Mainstream Mortgage lenders, both residential and Buy to Let, would class a property as unmortgageable, if say, it did not have a kitchen or bathroom. Quite often, auction properties are much more dilapidated than this; therefore mainstream mortgage or buy to let finance does not generally work well at auctions. Nevertheless, auction finance is available through specialist brokers. These specialist brokers have the knowledge and experience to get the deal done. They use specialist bridging finance, development mortgages and other types of mortgage, dependant on the complexity of works required. The type of finance used in this market is alien territory to most purchasers, as it is a world apart from their residential type mortgage.
10. Making An Offer Prior To Auction
Some vendors will consider selling prior to auction. You can put an offer forward via the Auction House and, if it is accepted and you exchange before the auction commences, the property will be withdrawn from sale.
11. Before the auction takes place
Properties can be and are withdrawn from sale before the auction takes place.

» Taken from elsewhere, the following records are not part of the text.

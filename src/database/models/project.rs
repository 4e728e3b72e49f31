use serde::Serialize;
use sqlx::FromRow;

#[derive(Debug, Clone, PartialEq, Eq, Serialize, FromRow)]
pub struct Project {
    pub id: i64,
    pub name: String,
    pub description: String,
    pub github_url: String,
    pub keyword: String,
    pub key_skill: String,
    #[serde(rename = "profile")]
    pub profile_id: i64,
}

#[derive(Debug, Clone, Default)]
pub struct ProjectFields {
    pub name: String,
    pub description: String,
    pub github_url: String,
    pub keyword: String,
    pub key_skill: String,
    pub profile_id: i64,
}
pub mod api;
pub mod app;
pub mod auth;
pub mod cli;
pub mod config;
pub mod database;
pub mod error;
pub mod handlers;
pub mod middleware;
pub mod render;

pub use app::{router, AppState};
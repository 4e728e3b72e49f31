use axum::{
    extract::{
        rejection::{JsonRejection, PathRejection},
        Path, State,
    },
    Json,
};

use super::Resource;
use crate::api::WriteBody;
use crate::app::AppState;
use crate::middleware::{ApiResponse, ApiResult};

/// PUT /{entity}/{id}/ - every writable field must be present
pub async fn update<R: Resource>(
    State(state): State<AppState>,
    id: Result<Path<i64>, PathRejection>,
    body: Result<Json<R::Body>, JsonRejection>,
) -> ApiResult<R::Record> {
    let Path(id) = id?;
    // Unknown ids are 404 regardless of the body
    R::get(&state.store, id).await?;

    let Json(body) = body?;
    let body = body.for_update();
    body.check()?;

    let record = R::update(&state.store, id, body.into_update()).await?;
    tracing::info!("Updated {} {}", R::KIND.segment(), id);
    Ok(ApiResponse::success(record))
}

/// PATCH /{entity}/{id}/ - omitted fields keep their stored values
pub async fn partial_update<R: Resource>(
    State(state): State<AppState>,
    id: Result<Path<i64>, PathRejection>,
    body: Result<Json<R::Body>, JsonRejection>,
) -> ApiResult<R::Record> {
    let Path(id) = id?;
    let current = R::get(&state.store, id).await?;

    let Json(body) = body?;
    let merged = body.for_update().merge_over(&current);
    merged.check()?;

    let record = R::update(&state.store, id, merged.into_update()).await?;
    tracing::info!("Patched {} {}", R::KIND.segment(), id);
    Ok(ApiResponse::success(record))
}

Consequently, if you intend on bidding on multiple properties, you may lose some money, in terms of valuation and other professional fees.
12. Money Laundering Documents
In order to bid at a property auction, you must take the following documents with you to the auction; or you will not be able to bid.
- Your Current UK Passport and/or both parts of your UK Driving Licence
- Details of the solicitors that will be acting on your behalf
- Debit card/credit card/cheque book from a UK registered bank
13. Unsold Property Lots
In the event that you bid on a property and it does not sell, maybe because the reserve was not met, you could speak to the auctioneer and ask them to put forward your new best offer to the vendor.
Completion normally takes place within 28 days, or inline with the contract agreed. Shortly after the successful bid at auction, the auction house should send the signed auction contract, and legal pack, to the seller’s solicitor. They will then prepare the transfer (TR1) and draft a completion statement.